Dataset entries
= = = = = = =

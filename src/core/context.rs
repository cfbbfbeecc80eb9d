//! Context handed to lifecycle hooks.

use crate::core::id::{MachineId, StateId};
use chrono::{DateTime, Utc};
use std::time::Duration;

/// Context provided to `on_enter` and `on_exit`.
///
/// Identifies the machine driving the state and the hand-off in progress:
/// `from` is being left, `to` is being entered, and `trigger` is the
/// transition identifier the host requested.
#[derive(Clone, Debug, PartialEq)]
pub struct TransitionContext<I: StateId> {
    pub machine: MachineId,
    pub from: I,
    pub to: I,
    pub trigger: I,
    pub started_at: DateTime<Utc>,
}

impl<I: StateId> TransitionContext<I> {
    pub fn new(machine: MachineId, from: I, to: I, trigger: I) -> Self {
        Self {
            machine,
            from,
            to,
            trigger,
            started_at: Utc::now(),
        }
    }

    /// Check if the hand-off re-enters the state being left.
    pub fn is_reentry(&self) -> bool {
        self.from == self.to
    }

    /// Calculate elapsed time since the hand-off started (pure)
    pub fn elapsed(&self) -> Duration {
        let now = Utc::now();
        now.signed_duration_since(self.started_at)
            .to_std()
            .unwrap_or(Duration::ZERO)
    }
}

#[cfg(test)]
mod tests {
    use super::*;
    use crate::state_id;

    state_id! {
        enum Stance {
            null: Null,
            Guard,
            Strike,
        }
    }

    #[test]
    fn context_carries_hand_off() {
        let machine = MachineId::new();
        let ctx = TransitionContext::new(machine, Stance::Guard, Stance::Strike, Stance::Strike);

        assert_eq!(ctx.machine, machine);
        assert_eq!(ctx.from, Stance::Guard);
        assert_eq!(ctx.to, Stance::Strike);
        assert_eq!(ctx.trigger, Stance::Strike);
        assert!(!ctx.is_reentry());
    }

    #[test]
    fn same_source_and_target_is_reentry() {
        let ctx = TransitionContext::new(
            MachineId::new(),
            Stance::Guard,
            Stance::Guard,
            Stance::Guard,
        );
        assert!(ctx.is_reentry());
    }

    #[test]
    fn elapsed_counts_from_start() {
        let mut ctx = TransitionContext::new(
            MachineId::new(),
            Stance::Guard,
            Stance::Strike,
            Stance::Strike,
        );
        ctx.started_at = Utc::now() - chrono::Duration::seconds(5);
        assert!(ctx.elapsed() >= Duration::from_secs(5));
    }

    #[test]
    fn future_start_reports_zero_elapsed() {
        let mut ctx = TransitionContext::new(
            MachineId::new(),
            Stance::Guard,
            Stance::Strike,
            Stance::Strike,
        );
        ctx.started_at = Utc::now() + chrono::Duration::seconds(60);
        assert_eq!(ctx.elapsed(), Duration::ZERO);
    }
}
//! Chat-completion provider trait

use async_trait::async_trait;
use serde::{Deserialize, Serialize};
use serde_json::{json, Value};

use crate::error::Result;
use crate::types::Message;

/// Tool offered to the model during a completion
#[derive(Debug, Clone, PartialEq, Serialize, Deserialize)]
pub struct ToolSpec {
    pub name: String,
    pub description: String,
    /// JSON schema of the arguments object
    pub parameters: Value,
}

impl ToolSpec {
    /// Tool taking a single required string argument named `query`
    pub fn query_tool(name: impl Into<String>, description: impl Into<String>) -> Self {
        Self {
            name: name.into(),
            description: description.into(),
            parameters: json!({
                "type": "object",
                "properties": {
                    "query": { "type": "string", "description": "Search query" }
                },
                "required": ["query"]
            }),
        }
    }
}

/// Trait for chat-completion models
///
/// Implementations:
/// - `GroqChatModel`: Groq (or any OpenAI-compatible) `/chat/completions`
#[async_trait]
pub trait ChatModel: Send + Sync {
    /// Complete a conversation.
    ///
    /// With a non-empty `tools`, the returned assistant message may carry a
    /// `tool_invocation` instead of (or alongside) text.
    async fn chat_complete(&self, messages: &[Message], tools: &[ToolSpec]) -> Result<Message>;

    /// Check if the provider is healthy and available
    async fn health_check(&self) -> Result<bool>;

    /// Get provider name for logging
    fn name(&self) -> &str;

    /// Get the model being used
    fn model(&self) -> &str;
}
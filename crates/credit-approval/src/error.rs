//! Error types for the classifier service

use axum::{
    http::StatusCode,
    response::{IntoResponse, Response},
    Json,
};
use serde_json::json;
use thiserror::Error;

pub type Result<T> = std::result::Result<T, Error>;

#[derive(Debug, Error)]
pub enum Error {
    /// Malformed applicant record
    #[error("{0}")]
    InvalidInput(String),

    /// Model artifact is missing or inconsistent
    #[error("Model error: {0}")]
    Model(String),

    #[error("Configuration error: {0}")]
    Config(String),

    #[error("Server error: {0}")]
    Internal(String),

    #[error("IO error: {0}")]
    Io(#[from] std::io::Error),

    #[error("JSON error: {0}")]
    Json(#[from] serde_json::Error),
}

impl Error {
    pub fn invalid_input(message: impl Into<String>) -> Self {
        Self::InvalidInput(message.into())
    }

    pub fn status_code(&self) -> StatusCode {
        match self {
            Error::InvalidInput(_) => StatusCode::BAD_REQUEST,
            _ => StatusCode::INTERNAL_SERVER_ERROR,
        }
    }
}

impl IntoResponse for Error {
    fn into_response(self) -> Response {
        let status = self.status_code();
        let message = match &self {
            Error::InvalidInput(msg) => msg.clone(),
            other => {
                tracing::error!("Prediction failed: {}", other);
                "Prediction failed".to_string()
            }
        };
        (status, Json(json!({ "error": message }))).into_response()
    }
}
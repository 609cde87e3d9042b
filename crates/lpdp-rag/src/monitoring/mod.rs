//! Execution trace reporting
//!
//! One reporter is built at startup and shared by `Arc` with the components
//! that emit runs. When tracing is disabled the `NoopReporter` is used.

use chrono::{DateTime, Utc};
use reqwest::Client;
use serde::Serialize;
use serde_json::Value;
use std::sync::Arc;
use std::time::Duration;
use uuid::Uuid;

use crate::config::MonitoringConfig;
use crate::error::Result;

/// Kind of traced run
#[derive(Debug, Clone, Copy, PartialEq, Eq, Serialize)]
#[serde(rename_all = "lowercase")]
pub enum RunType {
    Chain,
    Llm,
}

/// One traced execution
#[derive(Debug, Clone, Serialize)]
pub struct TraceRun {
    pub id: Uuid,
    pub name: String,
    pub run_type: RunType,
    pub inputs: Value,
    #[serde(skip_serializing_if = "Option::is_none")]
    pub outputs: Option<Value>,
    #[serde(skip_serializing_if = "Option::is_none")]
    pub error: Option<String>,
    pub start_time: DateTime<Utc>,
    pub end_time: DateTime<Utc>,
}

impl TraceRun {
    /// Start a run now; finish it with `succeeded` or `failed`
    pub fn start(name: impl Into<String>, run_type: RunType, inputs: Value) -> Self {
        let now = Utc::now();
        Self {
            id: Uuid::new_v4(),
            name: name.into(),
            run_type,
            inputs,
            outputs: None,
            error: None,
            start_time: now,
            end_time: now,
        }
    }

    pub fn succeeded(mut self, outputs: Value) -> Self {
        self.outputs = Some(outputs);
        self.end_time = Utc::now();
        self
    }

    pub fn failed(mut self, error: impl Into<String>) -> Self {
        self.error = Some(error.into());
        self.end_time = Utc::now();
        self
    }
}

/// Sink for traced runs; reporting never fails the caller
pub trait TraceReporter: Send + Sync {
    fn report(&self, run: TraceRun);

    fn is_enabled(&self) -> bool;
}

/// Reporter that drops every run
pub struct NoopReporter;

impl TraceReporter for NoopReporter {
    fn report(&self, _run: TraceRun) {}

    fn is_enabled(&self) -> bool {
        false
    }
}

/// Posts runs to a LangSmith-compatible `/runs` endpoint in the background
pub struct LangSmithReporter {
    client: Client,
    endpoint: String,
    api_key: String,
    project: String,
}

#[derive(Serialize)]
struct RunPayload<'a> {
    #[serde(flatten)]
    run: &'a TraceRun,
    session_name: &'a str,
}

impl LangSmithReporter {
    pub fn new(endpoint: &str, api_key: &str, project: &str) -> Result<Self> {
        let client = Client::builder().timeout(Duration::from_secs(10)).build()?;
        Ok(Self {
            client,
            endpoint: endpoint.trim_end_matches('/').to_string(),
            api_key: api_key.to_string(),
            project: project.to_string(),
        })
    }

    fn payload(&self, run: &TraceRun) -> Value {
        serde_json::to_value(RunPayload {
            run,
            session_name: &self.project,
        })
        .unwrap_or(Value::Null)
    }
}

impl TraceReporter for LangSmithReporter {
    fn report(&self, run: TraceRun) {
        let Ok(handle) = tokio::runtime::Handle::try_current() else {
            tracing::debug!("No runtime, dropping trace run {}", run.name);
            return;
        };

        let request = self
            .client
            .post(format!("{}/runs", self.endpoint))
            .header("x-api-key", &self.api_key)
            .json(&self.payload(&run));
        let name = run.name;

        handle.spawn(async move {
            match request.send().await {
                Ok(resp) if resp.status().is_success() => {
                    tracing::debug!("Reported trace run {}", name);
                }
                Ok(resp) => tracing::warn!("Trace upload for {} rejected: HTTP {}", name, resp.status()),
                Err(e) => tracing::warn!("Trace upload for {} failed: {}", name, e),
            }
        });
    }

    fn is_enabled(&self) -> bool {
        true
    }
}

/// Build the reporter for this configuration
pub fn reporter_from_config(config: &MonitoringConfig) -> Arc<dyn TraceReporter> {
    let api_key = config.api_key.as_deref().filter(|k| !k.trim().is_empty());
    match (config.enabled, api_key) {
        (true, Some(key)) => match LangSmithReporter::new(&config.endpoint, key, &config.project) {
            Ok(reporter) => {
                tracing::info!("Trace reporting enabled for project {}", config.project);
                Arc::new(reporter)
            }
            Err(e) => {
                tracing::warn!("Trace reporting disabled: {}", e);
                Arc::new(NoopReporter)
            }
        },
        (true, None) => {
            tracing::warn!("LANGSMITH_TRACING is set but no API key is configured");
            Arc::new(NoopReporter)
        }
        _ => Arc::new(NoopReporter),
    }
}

= = = = = = =

--- TASK REQUIREMENTS ---
Could you work out how many lines above contain the string "RunType"? Only the number should be given.

--- TASK SOLUTION ---
3